**SOURCE DATA:**
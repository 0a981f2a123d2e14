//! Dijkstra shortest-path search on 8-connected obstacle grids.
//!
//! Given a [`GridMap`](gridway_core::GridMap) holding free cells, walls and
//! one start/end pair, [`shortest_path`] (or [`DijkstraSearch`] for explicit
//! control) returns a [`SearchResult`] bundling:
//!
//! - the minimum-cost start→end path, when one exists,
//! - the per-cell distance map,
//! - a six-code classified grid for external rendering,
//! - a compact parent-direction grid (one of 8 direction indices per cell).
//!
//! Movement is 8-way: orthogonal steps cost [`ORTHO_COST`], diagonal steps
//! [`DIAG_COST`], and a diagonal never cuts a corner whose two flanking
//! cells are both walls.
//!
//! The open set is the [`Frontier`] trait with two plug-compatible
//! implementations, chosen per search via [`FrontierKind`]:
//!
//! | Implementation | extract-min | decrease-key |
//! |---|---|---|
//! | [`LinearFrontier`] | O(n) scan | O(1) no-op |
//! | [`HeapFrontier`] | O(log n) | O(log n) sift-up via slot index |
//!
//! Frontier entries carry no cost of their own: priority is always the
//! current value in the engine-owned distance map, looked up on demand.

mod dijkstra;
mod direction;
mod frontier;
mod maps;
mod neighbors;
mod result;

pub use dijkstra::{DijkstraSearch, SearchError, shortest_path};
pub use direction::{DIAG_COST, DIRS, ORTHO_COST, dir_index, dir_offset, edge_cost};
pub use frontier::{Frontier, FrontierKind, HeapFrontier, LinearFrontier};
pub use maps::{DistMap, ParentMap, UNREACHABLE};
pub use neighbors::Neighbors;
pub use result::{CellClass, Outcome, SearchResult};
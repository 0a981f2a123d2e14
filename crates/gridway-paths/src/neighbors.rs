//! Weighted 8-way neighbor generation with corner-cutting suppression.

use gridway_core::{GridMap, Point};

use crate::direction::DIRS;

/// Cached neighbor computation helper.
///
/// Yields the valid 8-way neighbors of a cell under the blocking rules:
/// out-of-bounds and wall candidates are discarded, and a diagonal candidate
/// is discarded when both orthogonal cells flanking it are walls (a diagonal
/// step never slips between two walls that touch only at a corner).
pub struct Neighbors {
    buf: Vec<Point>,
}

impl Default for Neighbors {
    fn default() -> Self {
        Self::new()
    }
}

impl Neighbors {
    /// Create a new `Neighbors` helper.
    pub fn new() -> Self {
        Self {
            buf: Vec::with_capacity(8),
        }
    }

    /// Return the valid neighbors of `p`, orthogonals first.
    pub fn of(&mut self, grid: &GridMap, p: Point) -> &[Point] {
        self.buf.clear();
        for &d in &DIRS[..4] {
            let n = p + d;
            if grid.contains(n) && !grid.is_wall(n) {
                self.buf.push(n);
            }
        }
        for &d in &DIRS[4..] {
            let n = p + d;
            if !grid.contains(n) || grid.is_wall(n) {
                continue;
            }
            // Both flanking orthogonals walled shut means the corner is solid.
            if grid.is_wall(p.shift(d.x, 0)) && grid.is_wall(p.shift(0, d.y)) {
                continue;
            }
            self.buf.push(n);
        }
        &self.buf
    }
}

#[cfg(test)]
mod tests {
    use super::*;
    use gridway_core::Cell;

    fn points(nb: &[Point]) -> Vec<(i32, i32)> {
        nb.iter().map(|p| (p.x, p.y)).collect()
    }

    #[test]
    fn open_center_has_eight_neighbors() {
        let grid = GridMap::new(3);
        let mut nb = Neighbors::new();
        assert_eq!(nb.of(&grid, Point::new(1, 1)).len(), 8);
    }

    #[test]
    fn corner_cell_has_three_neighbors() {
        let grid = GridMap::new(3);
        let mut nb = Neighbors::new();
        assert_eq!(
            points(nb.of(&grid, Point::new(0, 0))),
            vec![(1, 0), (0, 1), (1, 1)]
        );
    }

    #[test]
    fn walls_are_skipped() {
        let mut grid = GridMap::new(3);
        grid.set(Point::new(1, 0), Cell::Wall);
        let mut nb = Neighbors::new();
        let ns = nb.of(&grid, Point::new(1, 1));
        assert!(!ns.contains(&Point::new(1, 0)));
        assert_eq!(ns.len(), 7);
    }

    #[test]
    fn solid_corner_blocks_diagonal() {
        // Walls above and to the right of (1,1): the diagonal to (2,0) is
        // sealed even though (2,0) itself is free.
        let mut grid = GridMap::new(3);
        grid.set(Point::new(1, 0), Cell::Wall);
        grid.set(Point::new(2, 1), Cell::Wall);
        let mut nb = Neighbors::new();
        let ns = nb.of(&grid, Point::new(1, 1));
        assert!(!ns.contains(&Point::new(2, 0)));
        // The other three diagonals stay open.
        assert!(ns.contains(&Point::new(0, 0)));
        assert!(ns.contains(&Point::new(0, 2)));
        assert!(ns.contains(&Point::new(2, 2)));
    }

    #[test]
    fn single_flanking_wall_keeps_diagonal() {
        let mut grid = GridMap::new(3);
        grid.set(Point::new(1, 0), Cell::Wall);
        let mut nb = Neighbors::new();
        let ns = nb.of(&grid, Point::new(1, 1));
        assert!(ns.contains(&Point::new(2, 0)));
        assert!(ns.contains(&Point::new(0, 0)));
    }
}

**ASSIGNED TASK:**
Exactly as they appear, retype the lines from the start of the records through the line containing "pub use neighbors::Neighbors;".

**PROBLEM SOLUTION:**
repository 0a981f2a123d2e14
//! Dijkstra shortest-path search on 8-connected obstacle grids.
//!
//! Given a [`GridMap`](gridway_core::GridMap) holding free cells, walls and
//! one start/end pair, [`shortest_path`] (or [`DijkstraSearch`] for explicit
//! control) returns a [`SearchResult`] bundling:
//!
//! - the minimum-cost start→end path, when one exists,
//! - the per-cell distance map,
//! - a six-code classified grid for external rendering,
//! - a compact parent-direction grid (one of 8 direction indices per cell).
//!
//! Movement is 8-way: orthogonal steps cost [`ORTHO_COST`], diagonal steps
//! [`DIAG_COST`], and a diagonal never cuts a corner whose two flanking
//! cells are both walls.
//!
//! The open set is the [`Frontier`] trait with two plug-compatible
//! implementations, chosen per search via [`FrontierKind`]:
//!
//! | Implementation | extract-min | decrease-key |
//! |---|---|---|
//! | [`LinearFrontier`] | O(n) scan | O(1) no-op |
//! | [`HeapFrontier`] | O(log n) | O(log n) sift-up via slot index |
//!
//! Frontier entries carry no cost of their own: priority is always the
//! current value in the engine-owned distance map, looked up on demand.

mod dijkstra;
mod direction;
mod frontier;
mod maps;
mod neighbors;
mod result;

pub use dijkstra::{DijkstraSearch, SearchError, shortest_path};
pub use direction::{DIAG_COST, DIRS, ORTHO_COST, dir_index, dir_offset, edge_cost};
pub use frontier::{Frontier, FrontierKind, HeapFrontier, LinearFrontier};
pub use maps::{DistMap, ParentMap, UNREACHABLE};
pub use neighbors::Neighbors;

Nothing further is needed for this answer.